In Lucas County, home to the city of Toledo, the cost to place children in foster care is soaring.

The county pays upwards of $21 million a year to place kids in the system. That’s $9 million more than just a few years ago, said Randy Muth, executive director of Lucas County Children Services.

“Two things drive placement costs: the number of kids you have in care and the amount you pay per day,” he said. “The number of kids that we have in congregate care facilities has gone up 5%. But costs have gone up 77%.”

The spike is largely the result of a piece of federal legislation passed in 2018 called the Family First Prevention Services Act. The legislation, meant to improve the foster care system, had the unintended impact of making that system more expensive for Ohio children’s services agencies to run.

The Family First Prevention Services Act

“The Family First Act had the best of intentions,” said Scott Britton, assistant director for the Public Children Services Association of Ohio.

The law shifted the focus toward prevention. It made it possible to use federal funds to prevent kids from entering the foster care system, rather than solely paying foster care costs after a child had been separated from their family.

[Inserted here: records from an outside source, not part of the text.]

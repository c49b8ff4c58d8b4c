//! In-memory key-value store.

use async_trait::async_trait;
use std::collections::BTreeMap;
use tokio::sync::RwLock;

use super::traits::{AdapterResult, KeyValueStore};

/// Key-value store held entirely in memory.
///
/// Useful for embedding hosts that persist elsewhere and for tests.
#[derive(Debug, Default)]
pub struct MemoryKeyValueStore {
    entries: RwLock<BTreeMap<String, String>>,
}

impl MemoryKeyValueStore {
    /// Create an empty store
    pub fn new() -> Self {
        Self::default()
    }

    /// Create a store pre-populated with `entries`
    pub fn with_entries<I, K, V>(entries: I) -> Self
    where
        I: IntoIterator<Item = (K, V)>,
        K: Into<String>,
        V: Into<String>,
    {
        let entries = entries
            .into_iter()
            .map(|(k, v)| (k.into(), v.into()))
            .collect();
        Self {
            entries: RwLock::new(entries),
        }
    }

    /// Copy of the current contents
    pub async fn snapshot(&self) -> BTreeMap<String, String> {
        self.entries.read().await.clone()
    }
}

#[async_trait]
impl KeyValueStore for MemoryKeyValueStore {
    fn backend_type(&self) -> &'static str {
        "memory"
    }

    async fn get(&self, key: &str) -> AdapterResult<Option<String>> {
        Ok(self.entries.read().await.get(key).cloned())
    }

    async fn set(&self, key: &str, value: &str) -> AdapterResult<()> {
        self.entries
            .write()
            .await
            .insert(key.to_string(), value.to_string());
        Ok(())
    }

    async fn multi_set(&self, entries: &[(String, String)]) -> AdapterResult<()> {
        let mut guard = self.entries.write().await;
        for (key, value) in entries {
            guard.insert(key.clone(), value.clone());
        }
        Ok(())
    }

    async fn remove(&self, key: &str) -> AdapterResult<()> {
        self.entries.write().await.remove(key);
        Ok(())
    }

    async fn remove_many(&self, keys: &[String]) -> AdapterResult<()> {
        let mut guard = self.entries.write().await;
        for key in keys {
            guard.remove(key);
        }
        Ok(())
    }

    async fn list_keys(&self) -> AdapterResult<Vec<String>> {
        Ok(self.entries.read().await.keys().cloned().collect())
    }

    async fn clear(&self) -> AdapterResult<()> {
        self.entries.write().await.clear();
        Ok(())
    }
}

#[cfg(test)]
mod tests {
    use super::*;

    #[tokio::test]
    async fn test_memory_store_basic_operations() {
        let store = MemoryKeyValueStore::new();

        store.set("@app:language", "es").await.unwrap();
        assert_eq!(
            store.get("@app:language").await.unwrap(),
            Some("es".to_string())
        );

        store.remove("@app:language").await.unwrap();
        assert_eq!(store.get("@app:language").await.unwrap(), None);

        // Removing again is fine
        store.remove("@app:language").await.unwrap();
    }

    #[tokio::test]
    async fn test_memory_store_batch_operations() {
        let store = MemoryKeyValueStore::with_entries([("a", "1")]);

        store
            .multi_set(&[
                ("b".to_string(), "2".to_string()),
                ("c".to_string(), "3".to_string()),
            ])
            .await
            .unwrap();
        assert_eq!(store.list_keys().await.unwrap(), vec!["a", "b", "c"]);

        store
            .remove_many(&["a".to_string(), "missing".to_string()])
            .await
            .unwrap();
        assert_eq!(store.list_keys().await.unwrap(), vec!["b", "c"]);

        store.clear().await.unwrap();
        assert!(store.snapshot().await.is_empty());
    }
}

“We were excited because that's not what we want to do unless it's absolutely necessary to protect a child from abuse or neglect,” Britton said. “We would much prefer to keep the child safely at home and provide services to the family so that they can stabilize and raise their own children.”

At the same time, the legislation also made it more difficult to use federal funds to place children in residential facilities.

“We know that kids do better when they grow up in families rather than in institutions and the act's aim was really to disincentivize the placement of kids in these congregate care facilities,” Britton said.

“But the devil is always in the details.”

Why are placement costs rising?

Setting up evidence-based prevention services is expensive, and it takes time for those services to work.

“So [children’s services] have not drawn down as much funding from the feds on the prevention side as what was maybe envisioned,” Britton explained.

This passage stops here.